Inflation and votes at stake: the economic dilemma of the pre-candidates before the elections
“Do you see a dollar shoot up?”
I want to be clear. The plan being studied is very recessive and would affect consumption. For the alternative dollars to rise, money is needed, and here we are increasing the tax burden by 0.8% of GDP. I don’t know if we are clear about this part of the agreement.
“What level are the reserves?”
-On Friday closed at US$ 25,205 million a day on Friday. Total monetary liabilities add up to approximately $22 trillion. The reserves would drop to US$22.5 billion with the payment to the IMF. When they receive the disbursement in August, they could exceed approximately US$ 27,000 million.
-So?
—We continue in a scenario of great weakness, with a shortage of dollars and an abundance of pesos. We are not out of the recessive scenario, with which there are not many pesos left over for us to see a great rise in the dollar. Consumption is going to show a drop with the appearance of the new taxes.
—The State absorbs pesos?
—The State takes pesos from the private sector from the Treasury through new taxes, and the Central Bank absorbs pesos via placement of letters, this generates illiquidity in the market, which will force you to sell dollars to cover financial commitments. For this reason, we have been saying for a long time that it was important to obtain financing and cover the company’s investment or survival curve until next year.
6 highlights of the week
- IS time to sell corn, sunflower and sorghum with the exchange rate of $340, to proceed to cancel debt or make a fund for the months ahead. Let’s remember that this special dollar lasts until August 31st.

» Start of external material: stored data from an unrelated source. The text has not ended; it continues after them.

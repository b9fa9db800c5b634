use axum::http::HeaderValue;
use axum::{extract::Request, middleware::Next, response::Response};
use uuid::Uuid;

pub const REQUEST_ID_HEADER: &str = "x-request-id";

/// Ensure every request carries an `x-request-id`, echoing it on the response.
///
/// Must be the outermost layer so the trace span sees the header.
pub async fn request_id_middleware(mut req: Request, next: Next) -> Response {
    let request_id = req
        .headers()
        .get(REQUEST_ID_HEADER)
        .and_then(|h| h.to_str().ok())
        .filter(|s| !s.is_empty() && s.len() <= 128)
        .map(|s| s.to_string())
        .unwrap_or_else(|| Uuid::new_v4().to_string());

    let header_value = HeaderValue::from_str(&request_id).ok();

    if let Some(value) = &header_value {
        req.headers_mut().insert(REQUEST_ID_HEADER, value.clone());
    }

    let mut response = next.run(req).await;

    if let Some(value) = header_value {
        response.headers_mut().insert(REQUEST_ID_HEADER, value);
    }

    response
}

#[cfg(test)]
mod tests {
    use super::*;
    use axum::{Router, body::Body, middleware::from_fn, routing::get};
    use tower::ServiceExt;

    fn app() -> Router {
        Router::new()
            .route("/", get(|| async { "ok" }))
            .layer(from_fn(request_id_middleware))
    }

    #[tokio::test]
    async fn test_generates_request_id_when_missing() {
        let response = app()
            .oneshot(Request::builder().uri("/").body(Body::empty()).unwrap())
            .await
            .unwrap();

        let id = response.headers().get(REQUEST_ID_HEADER).unwrap();
        assert!(Uuid::parse_str(id.to_str().unwrap()).is_ok());
    }

    #[tokio::test]
    async fn test_preserves_incoming_request_id() {
        let response = app()
            .oneshot(
                Request::builder()
                    .uri("/")
                    .header(REQUEST_ID_HEADER, "abc-123")
                    .body(Body::empty())
                    .unwrap(),
            )
            .await
            .unwrap();

        assert_eq!(response.headers().get(REQUEST_ID_HEADER).unwrap(), "abc-123");
    }
}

- There is no soy dollar, but we do not rule out that he will return in September. Be careful with this information, do not rush to sell soybeans.
- By making the import dollar and the savings dollar more expensive, more pesos are taken from the market, to meet State obligations, this is very recessive. Consumption will be greatly affected.

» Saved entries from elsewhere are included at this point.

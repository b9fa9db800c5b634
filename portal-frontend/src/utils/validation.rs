//! Login form validation.
//!
//! The free functions are the source of truth; [`LoginForm`] derives
//! `validator::Validate` with custom rules that delegate to them, and
//! [`field_errors`] maps a `ValidationErrors` back onto [`FieldErrors`].

use once_cell::sync::Lazy;
use regex::Regex;
use serde::Deserialize;
use std::borrow::Cow;
use std::collections::BTreeMap;
use std::fmt;
use thiserror::Error;
use validator::{Validate, ValidationError, ValidationErrors};

pub const MIN_PASSWORD_LENGTH: usize = 6;

static EMAIL_REGEX: Lazy<Regex> =
    Lazy::new(|| Regex::new(r"^[^\s@]+@[^\s@]+\.[^\s@]+$").expect("email pattern is valid"));

#[derive(Debug, Clone, Copy, PartialEq, Eq, PartialOrd, Ord, Hash)]
pub enum Field {
    Email,
    Password,
}

impl Field {
    pub fn name(&self) -> &'static str {
        match self {
            Field::Email => "email",
            Field::Password => "password",
        }
    }

    fn from_name(name: &str) -> Option<Self> {
        match name {
            "email" => Some(Field::Email),
            "password" => Some(Field::Password),
            _ => None,
        }
    }
}

impl fmt::Display for Field {
    fn fmt(&self, f: &mut fmt::Formatter<'_>) -> fmt::Result {
        match self {
            Field::Email => f.write_str("Email"),
            Field::Password => f.write_str("Password"),
        }
    }
}

#[derive(Debug, Clone, Copy, PartialEq, Eq, Error)]
pub enum FieldError {
    #[error("{0} is required")]
    Required(Field),

    #[error("Please enter a valid email address")]
    InvalidFormat(Field),

    #[error("{0} must be at least {1} characters long")]
    TooShort(Field, usize),
}

impl FieldError {
    pub fn field(&self) -> Field {
        match self {
            FieldError::Required(field)
            | FieldError::InvalidFormat(field)
            | FieldError::TooShort(field, _) => *field,
        }
    }

    pub fn code(&self) -> &'static str {
        match self {
            FieldError::Required(_) => "required",
            FieldError::InvalidFormat(_) => "invalid_format",
            FieldError::TooShort(..) => "too_short",
        }
    }

    fn from_code(field: Field, code: &str) -> Option<Self> {
        match code {
            "required" => Some(FieldError::Required(field)),
            "invalid_format" => Some(FieldError::InvalidFormat(field)),
            "too_short" => Some(FieldError::TooShort(field, MIN_PASSWORD_LENGTH)),
            _ => None,
        }
    }

    fn into_validation_error(self) -> ValidationError {
        let mut error = ValidationError::new(self.code());
        error.message = Some(Cow::Owned(self.to_string()));
        error
    }
}

/// Errors keyed by field; an empty map means the form is valid.
pub type FieldErrors = BTreeMap<Field, FieldError>;

pub fn validate_email(value: &str) -> Option<FieldError> {
    if value.trim().is_empty() {
        return Some(FieldError::Required(Field::Email));
    }

    if !EMAIL_REGEX.is_match(value) {
        return Some(FieldError::InvalidFormat(Field::Email));
    }

    None
}

pub fn validate_password(value: &str) -> Option<FieldError> {
    if value.is_empty() {
        return Some(FieldError::Required(Field::Password));
    }

    if value.chars().count() < MIN_PASSWORD_LENGTH {
        return Some(FieldError::TooShort(Field::Password, MIN_PASSWORD_LENGTH));
    }

    None
}

pub fn validate_login_form(email: &str, password: &str) -> FieldErrors {
    let mut errors = FieldErrors::new();

    if let Some(error) = validate_email(email) {
        errors.insert(Field::Email, error);
    }

    if let Some(error) = validate_password(password) {
        errors.insert(Field::Password, error);
    }

    errors
}

pub fn has_errors(errors: &FieldErrors) -> bool {
    !errors.is_empty()
}

pub fn first_error(errors: &FieldErrors) -> Option<&FieldError> {
    errors.values().next()
}

/// Map `validator` output produced by [`LoginForm`] back onto typed errors.
pub fn field_errors(errors: &ValidationErrors) -> FieldErrors {
    let mut mapped = FieldErrors::new();

    for (name, field_errors) in errors.field_errors() {
        let Some(field) = Field::from_name(&name) else {
            continue;
        };

        if let Some(error) = field_errors
            .iter()
            .find_map(|error| FieldError::from_code(field, &error.code))
        {
            mapped.insert(field, error);
        }
    }

    mapped
}

#[derive(Debug, Clone, Deserialize, Validate)]
pub struct LoginForm {
    #[validate(custom(function = "email_rule"))]
    pub email: String,

    #[validate(custom(function = "password_rule"))]
    pub password: String,
}

impl LoginForm {
    pub fn errors(&self) -> FieldErrors {
        match self.validate() {
            Ok(()) => FieldErrors::new(),
            Err(errors) => field_errors(&errors),
        }
    }
}

fn email_rule(value: &str) -> Result<(), ValidationError> {
    match validate_email(value) {
        Some(error) => Err(error.into_validation_error()),
        None => Ok(()),
    }
}

fn password_rule(value: &str) -> Result<(), ValidationError> {
    match validate_password(value) {
        Some(error) => Err(error.into_validation_error()),
        None => Ok(()),
    }
}

#[cfg(test)]
mod tests {
    use super::*;

    #[test]
    fn test_valid_form_has_no_errors() {
        for (email, password) in [
            ("a@b.co", "secret"),
            ("jane.doe+ops@example.com", "correct horse battery"),
            ("user@mail.example.org", "123456"),
        ] {
            let errors = validate_login_form(email, password);
            assert!(!has_errors(&errors), "{email} / {password}: {errors:?}");
        }
    }

    #[test]
    fn test_empty_form_requires_both_fields() {
        let errors = validate_login_form("", "");
        assert_eq!(errors.len(), 2);
        assert_eq!(errors[&Field::Email], FieldError::Required(Field::Email));
        assert_eq!(errors[&Field::Password], FieldError::Required(Field::Password));
        assert_eq!(first_error(&errors).unwrap().to_string(), "Email is required");
    }

    #[test]
    fn test_email_rules() {
        assert_eq!(validate_email("   "), Some(FieldError::Required(Field::Email)));
        assert_eq!(
            validate_email("not-an-email"),
            Some(FieldError::InvalidFormat(Field::Email))
        );
        assert_eq!(
            validate_email("two words@example.com"),
            Some(FieldError::InvalidFormat(Field::Email))
        );
        assert_eq!(validate_email("a@b"), Some(FieldError::InvalidFormat(Field::Email)));
        assert_eq!(validate_email("a@b.co"), None);
    }

    #[test]
    fn test_password_rules() {
        assert_eq!(
            validate_password(""),
            Some(FieldError::Required(Field::Password))
        );
        assert_eq!(
            validate_password("12345").unwrap().to_string(),
            "Password must be at least 6 characters long"
        );
        assert_eq!(validate_password("123456"), None);
    }

    #[test]
    fn test_messages() {
        assert_eq!(
            FieldError::InvalidFormat(Field::Email).to_string(),
            "Please enter a valid email address"
        );
        assert_eq!(
            FieldError::Required(Field::Password).to_string(),
            "Password is required"
        );
    }

    #[test]
    fn test_login_form_validate_matches_free_functions() {
        let form = LoginForm {
            email: "not-an-email".to_string(),
            password: "123".to_string(),
        };

        assert!(form.validate().is_err());
        assert_eq!(form.errors(), validate_login_form(&form.email, &form.password));

        let valid = LoginForm {
            email: "ops@example.com".to_string(),
            password: "hunter22".to_string(),
        };
        assert!(valid.validate().is_ok());
        assert!(valid.errors().is_empty());
    }
}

- Imported inputs used in the export chain are not increased. The agricultural input would not be affected by the new export taxes, except for the 7.5% increase in freight. The one who bought inputs and financed himself in pesos is winning the market.
- What was signed between the government and the IMF is a pre-agreement, the approval of the board is missing, which is estimated to be released without problems in two weeks. Which we do not know is the amount of disbursements in August and November. In order not to lose more reserves, the disbursement in August should be at a floor of US$ 7,000 million. It is probable that this agreement will not be reviewed until after the presidential elections, the government also has the power to intervene in the exchange market.

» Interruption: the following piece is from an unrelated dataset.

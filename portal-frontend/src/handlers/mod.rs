pub mod app;
pub mod auth;
pub mod metrics;
pub mod user;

- We will have a more recessive scenario due to the higher tax burden, this would allow the government to reach the other shore (December 10, 2023). Each sector of the economy will have to rearm its strategy to be able to finance the flow of funds until the arrival of the next government. It is not easy, the scenario is very complex, for the government, ordinary citizens, companies and consumption will be greatly affected.